What is required>
Find the lines below in which the string "digits" occurs. Copy each one.

Material for this exercise>
use std::path::Path;

use serde::{Deserialize, Serialize};

use crate::error::EngineError;
use crate::overlay::DeleteDisplay;

pub const DEFAULT_STATEMENT_WARNING_THRESHOLD: usize = 500;
pub const DEFAULT_STORAGE_KEY_PREFIX: &str = "sandbox";

/// Engine settings. Every field has a default, so an empty TOML document
/// is a valid configuration.
#[derive(Debug, Clone, PartialEq, Eq, Serialize, Deserialize)]
#[serde(default, deny_unknown_fields)]
pub struct SandboxConfig {
    /// How staged deletes show up in projected pages.
    pub delete_display: DeleteDisplay,
    /// Scripts with more statements than this carry a warning.
    pub statement_warning_threshold: usize,
    /// Namespace for ledger documents in the preference store.
    pub storage_key_prefix: String,
}

impl Default for SandboxConfig {
    fn default() -> Self {
        Self {
            delete_display: DeleteDisplay::default(),
            statement_warning_threshold: DEFAULT_STATEMENT_WARNING_THRESHOLD,
            storage_key_prefix: DEFAULT_STORAGE_KEY_PREFIX.to_string(),
        }
    }
}

impl SandboxConfig {
    pub fn from_toml_str(raw: &str) -> Result<Self, EngineError> {
        let config: SandboxConfig =
            toml::from_str(raw).map_err(|e| EngineError::Config(e.to_string()))?;
        config.validate()?;
        Ok(config)
    }

    pub fn load(path: &Path) -> Result<Self, EngineError> {
        let raw = std::fs::read_to_string(path)
            .map_err(|e| EngineError::Config(format!("{}: {e}", path.display())))?;
        Self::from_toml_str(&raw)
    }

    pub fn validate(&self) -> Result<(), EngineError> {
        if self.statement_warning_threshold == 0 {
            return Err(EngineError::Config(
                "statement_warning_threshold must be at least 1".into(),
            ));
        }
        if self.storage_key_prefix.is_empty() || self.storage_key_prefix.contains(':') {
            return Err(EngineError::Config(format!(
                "storage_key_prefix must be non-empty and contain no ':' (got {:?})",
                self.storage_key_prefix
            )));
        }
        Ok(())
    }
}
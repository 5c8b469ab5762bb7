//! Quoting and literal rules per target database.

use std::fmt;
use std::str::FromStr;

use serde::{Deserialize, Serialize};

use rowstage_core::{CellValue, TableRef};

use crate::error::EngineError;

const DATE_FORMAT: &str = "%Y-%m-%d";
const TIME_FORMAT: &str = "%H:%M:%S%.f";
const TIMESTAMP_FORMAT: &str = "%Y-%m-%d %H:%M:%S%.f";

#[derive(Debug, Clone, Copy, PartialEq, Eq, Hash, Serialize, Deserialize)]
#[serde(rename_all = "snake_case")]
pub enum DialectKind {
    #[serde(alias = "postgresql")]
    Postgres,
    #[serde(rename = "mysql", alias = "mariadb")]
    MySql,
    Sqlite,
    #[serde(rename = "sqlserver", alias = "mssql")]
    SqlServer,
}

impl DialectKind {
    pub fn as_str(&self) -> &'static str {
        match self {
            Self::Postgres => "postgres",
            Self::MySql => "mysql",
            Self::Sqlite => "sqlite",
            Self::SqlServer => "sqlserver",
        }
    }

    pub fn dialect(&self) -> &'static dyn Dialect {
        match self {
            Self::Postgres => &Postgres,
            Self::MySql => &MySql,
            Self::Sqlite => &Sqlite,
            Self::SqlServer => &SqlServer,
        }
    }
}

impl fmt::Display for DialectKind {
    fn fmt(&self, f: &mut fmt::Formatter<'_>) -> fmt::Result {
        f.write_str(self.as_str())
    }
}

impl FromStr for DialectKind {
    type Err = EngineError;

    fn from_str(s: &str) -> Result<Self, Self::Err> {
        match s.trim().to_ascii_lowercase().as_str() {
            "postgres" | "postgresql" => Ok(Self::Postgres),
            "mysql" | "mariadb" => Ok(Self::MySql),
            "sqlite" => Ok(Self::Sqlite),
            "sqlserver" | "mssql" => Ok(Self::SqlServer),
            other => Err(EngineError::Config(format!("unknown dialect: {other}"))),
        }
    }
}

/// What the compiler needs to know about a target database.
pub trait Dialect: Send + Sync + fmt::Debug {
    fn kind(&self) -> DialectKind;

    fn name(&self) -> &'static str {
        self.kind().as_str()
    }

    fn quote_identifier(&self, name: &str) -> String;

    /// Encode `value` as a literal that reads back as exactly that value.
    fn quote_literal(&self, value: &CellValue) -> Result<String, EngineError>;

    /// Whether `INSERT ... RETURNING` is available.
    fn supports_returning(&self) -> bool;

    fn qualify_table(&self, table: &TableRef) -> String;
}

#[derive(Debug, Clone, Copy, Default)]
pub struct Postgres;

#[derive(Debug, Clone, Copy, Default)]
pub struct MySql;

#[derive(Debug, Clone, Copy, Default)]
pub struct Sqlite;

#[derive(Debug, Clone, Copy, Default)]
pub struct SqlServer;

impl Dialect for Postgres {
    fn kind(&self) -> DialectKind {
        DialectKind::Postgres
    }

    fn quote_identifier(&self, name: &str) -> String {
        double_quoted(name)
    }

    fn quote_literal(&self, value: &CellValue) -> Result<String, EngineError> {
        Ok(match value {
            CellValue::Null => "NULL".into(),
            CellValue::Boolean(b) => String::from(if *b { "TRUE" } else { "FALSE" }),
            CellValue::Integer(n) => n.to_string(),
            CellValue::Float(f) if f.is_nan() => "'NaN'::float8".into(),
            CellValue::Float(f) if f.is_infinite() => {
                String::from(if *f > 0.0 { "'Infinity'::float8" } else { "'-Infinity'::float8" })
            }
            CellValue::Float(f) => float_literal(*f),
            CellValue::Decimal(d) => decimal_literal(self, value, d)?,
            CellValue::Text(s) => {
                if s.contains('\0') {
                    return Err(unsupported(self, value, "text contains a NUL character"));
                }
                single_quoted(s)
            }
            CellValue::Date(d) => format!("DATE '{}'", d.format(DATE_FORMAT)),
            CellValue::Time(t) => format!("TIME '{}'", t.format(TIME_FORMAT)),
            CellValue::Timestamp(ts) => format!("TIMESTAMP '{}'", ts.format(TIMESTAMP_FORMAT)),
            CellValue::TimestampTz(ts) => {
                format!("TIMESTAMPTZ '{}+00:00'", ts.naive_utc().format(TIMESTAMP_FORMAT))
            }
            CellValue::Uuid(u) => format!("'{u}'::uuid"),
            CellValue::Bytes(b) => format!("'\\x{}'::bytea", hex::encode(b)),
            CellValue::Json(v) => format!("{}::jsonb", single_quoted(&v.to_string())),
            CellValue::Array(items) if items.is_empty() => "'{}'".into(),
            CellValue::Array(items) => {
                let elements = items
                    .iter()
                    .map(|item| self.quote_literal(item))
                    .collect::<Result<Vec<_>, _>>()?;
                format!("ARRAY[{}]", elements.join(", "))
            }
        })
    }

    fn supports_returning(&self) -> bool {
        true
    }

    fn qualify_table(&self, table: &TableRef) -> String {
        match &table.namespace.schema {
            Some(schema) => format!("{}.{}", double_quoted(schema), double_quoted(&table.table)),
            None => double_quoted(&table.table),
        }
    }
}

impl Dialect for MySql {
    fn kind(&self) -> DialectKind {
        DialectKind::MySql
    }

    fn quote_identifier(&self, name: &str) -> String {
        format!("`{}`", name.replace('`', "``"))
    }

    fn quote_literal(&self, value: &CellValue) -> Result<String, EngineError> {
        Ok(match value {
            CellValue::Null => "NULL".into(),
            CellValue::Boolean(b) => String::from(if *b { "1" } else { "0" }),
            CellValue::Integer(n) => n.to_string(),
            CellValue::Float(f) => finite_float(self, value, *f)?,
            CellValue::Decimal(d) => decimal_literal(self, value, d)?,
            CellValue::Text(s) => mysql_string(s),
            CellValue::Date(d) => format!("DATE '{}'", d.format(DATE_FORMAT)),
            CellValue::Time(t) => format!("TIME '{}'", t.format(TIME_FORMAT)),
            CellValue::Timestamp(ts) => format!("TIMESTAMP '{}'", ts.format(TIMESTAMP_FORMAT)),
            CellValue::TimestampTz(ts) => {
                format!("TIMESTAMP '{}'", ts.naive_utc().format(TIMESTAMP_FORMAT))
            }
            CellValue::Uuid(u) => format!("'{u}'"),
            CellValue::Bytes(b) => format!("X'{}'", hex::encode(b)),
            CellValue::Json(_) | CellValue::Array(_) => {
                format!("CAST({} AS JSON)", mysql_string(&value.to_json().to_string()))
            }
        })
    }

    fn supports_returning(&self) -> bool {
        false
    }

    fn qualify_table(&self, table: &TableRef) -> String {
        format!(
            "{}.{}",
            self.quote_identifier(&table.namespace.database),
            self.quote_identifier(&table.table)
        )
    }
}

impl Dialect for Sqlite {
    fn kind(&self) -> DialectKind {
        DialectKind::Sqlite
    }

    fn quote_identifier(&self, name: &str) -> String {
        double_quoted(name)
    }

    fn quote_literal(&self, value: &CellValue) -> Result<String, EngineError> {
        Ok(match value {
            CellValue::Null => "NULL".into(),
            CellValue::Boolean(b) => String::from(if *b { "1" } else { "0" }),
            CellValue::Integer(n) => n.to_string(),
            CellValue::Float(f) => finite_float(self, value, *f)?,
            CellValue::Decimal(d) => decimal_literal(self, value, d)?,
            CellValue::Text(s) => single_quoted(s),
            CellValue::Date(d) => single_quoted(&d.format(DATE_FORMAT).to_string()),
            CellValue::Time(t) => single_quoted(&t.format(TIME_FORMAT).to_string()),
            CellValue::Timestamp(ts) => single_quoted(&ts.format(TIMESTAMP_FORMAT).to_string()),
            CellValue::TimestampTz(ts) => {
                single_quoted(&format!("{}+00:00", ts.naive_utc().format(TIMESTAMP_FORMAT)))
            }
            CellValue::Uuid(u) => single_quoted(&u.to_string()),
            CellValue::Bytes(b) => format!("X'{}'", hex::encode(b)),
            CellValue::Json(_) | CellValue::Array(_) => {
                format!("json({})", single_quoted(&value.to_json().to_string()))
            }
        })
    }

    fn supports_returning(&self) -> bool {
        true
    }

    fn qualify_table(&self, table: &TableRef) -> String {
        match &table.namespace.schema {
            Some(schema) => format!("{}.{}", double_quoted(schema), double_quoted(&table.table)),
            None => double_quoted(&table.table),
        }
    }
}

impl Dialect for SqlServer {
    fn kind(&self) -> DialectKind {
        DialectKind::SqlServer
    }

    fn quote_identifier(&self, name: &str) -> String {
        format!("[{}]", name.replace(']', "]]"))
    }

    fn quote_literal(&self, value: &CellValue) -> Result<String, EngineError> {
        Ok(match value {
            CellValue::Null => "NULL".into(),
            CellValue::Boolean(b) => String::from(if *b { "1" } else { "0" }),
            CellValue::Integer(n) => n.to_string(),
            CellValue::Float(f) => finite_float(self, value, *f)?,
            CellValue::Decimal(d) => decimal_literal(self, value, d)?,
            CellValue::Text(s) => national(s),
            CellValue::Date(d) => format!("CAST('{}' AS DATE)", d.format(DATE_FORMAT)),
            CellValue::Time(t) => format!("CAST('{}' AS TIME)", t.format(TIME_FORMAT)),
            CellValue::Timestamp(ts) => {
                format!("CAST('{}' AS DATETIME2)", ts.format(TIMESTAMP_FORMAT))
            }
            CellValue::TimestampTz(ts) => format!(
                "CAST('{} +00:00' AS DATETIMEOFFSET)",
                ts.naive_utc().format(TIMESTAMP_FORMAT)
            ),
            CellValue::Uuid(u) => format!("CAST('{u}' AS UNIQUEIDENTIFIER)"),
            CellValue::Bytes(b) => format!("0x{}", hex::encode_upper(b)),
            CellValue::Json(_) | CellValue::Array(_) => national(&value.to_json().to_string()),
        })
    }

    fn supports_returning(&self) -> bool {
        false
    }

    fn qualify_table(&self, table: &TableRef) -> String {
        match &table.namespace.schema {
            Some(schema) => format!(
                "{}.{}",
                self.quote_identifier(schema),
                self.quote_identifier(&table.table)
            ),
            None => self.quote_identifier(&table.table),
        }
    }
}

fn double_quoted(name: &str) -> String {
    format!("\"{}\"", name.replace('"', "\"\""))
}

fn single_quoted(value: &str) -> String {
    format!("'{}'", value.replace('\'', "''"))
}

fn national(value: &str) -> String {
    format!("N{}", single_quoted(value))
}

/// MySQL treats backslash as an escape inside strings by default.
fn mysql_string(value: &str) -> String {
    let escaped = value
        .replace('\\', "\\\\")
        .replace('\'', "''")
        .replace('\0', "\\0");
    format!("'{escaped}'")
}

/// Shortest representation that parses back to the same `f64`.
fn float_literal(value: f64) -> String {
    format!("{value:?}")
}

fn finite_float(dialect: &dyn Dialect, value: &CellValue, f: f64) -> Result<String, EngineError> {
    if !f.is_finite() {
        return Err(unsupported(dialect, value, "non-finite floats have no literal form"));
    }
    Ok(float_literal(f))
}

fn decimal_literal(dialect: &dyn Dialect, value: &CellValue, raw: &str) -> Result<String, EngineError> {
    let trimmed = raw.trim();
    if !looks_like_numeric_literal(trimmed) {
        return Err(unsupported(dialect, value, format!("{raw:?} is not a decimal number")));
    }
    Ok(trimmed.to_string())
}

fn looks_like_numeric_literal(value: &str) -> bool {
    let bytes = value.as_bytes();
    let mut index = 0usize;
    if bytes.first().is_some_and(|b| matches!(b, b'+' | b'-')) {
        index += 1;
    }

    let mut digits = 0usize;
    while index < bytes.len() && bytes[index].is_ascii_digit() {
        digits += 1;
        index += 1;
    }
    if index < bytes.len() && bytes[index] == b'.' {
        index += 1;
        while index < bytes.len() && bytes[index].is_ascii_digit() {
            digits += 1;
            index += 1;
        }
    }
    if digits == 0 {
        return false;
    }

    if index < bytes.len() && matches!(bytes[index], b'e' | b'E') {
        index += 1;
        if index < bytes.len() && matches!(bytes[index], b'+' | b'-') {
            index += 1;
        }
        let start = index;
        while index < bytes.len() && bytes[index].is_ascii_digit() {
            index += 1;
        }
        if index == start {
            return false;
        }
    }
    index == bytes.len()
}

fn unsupported(dialect: &dyn Dialect, value: &CellValue, reason: impl Into<String>) -> EngineError {
    EngineError::UnsupportedValue {
        dialect: dialect.name(),
        kind: value.kind_name(),
        reason: reason.into(),
    }
}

Response to the task>
    let mut digits = 0usize;
        digits += 1;
            digits += 1;
    if digits == 0 {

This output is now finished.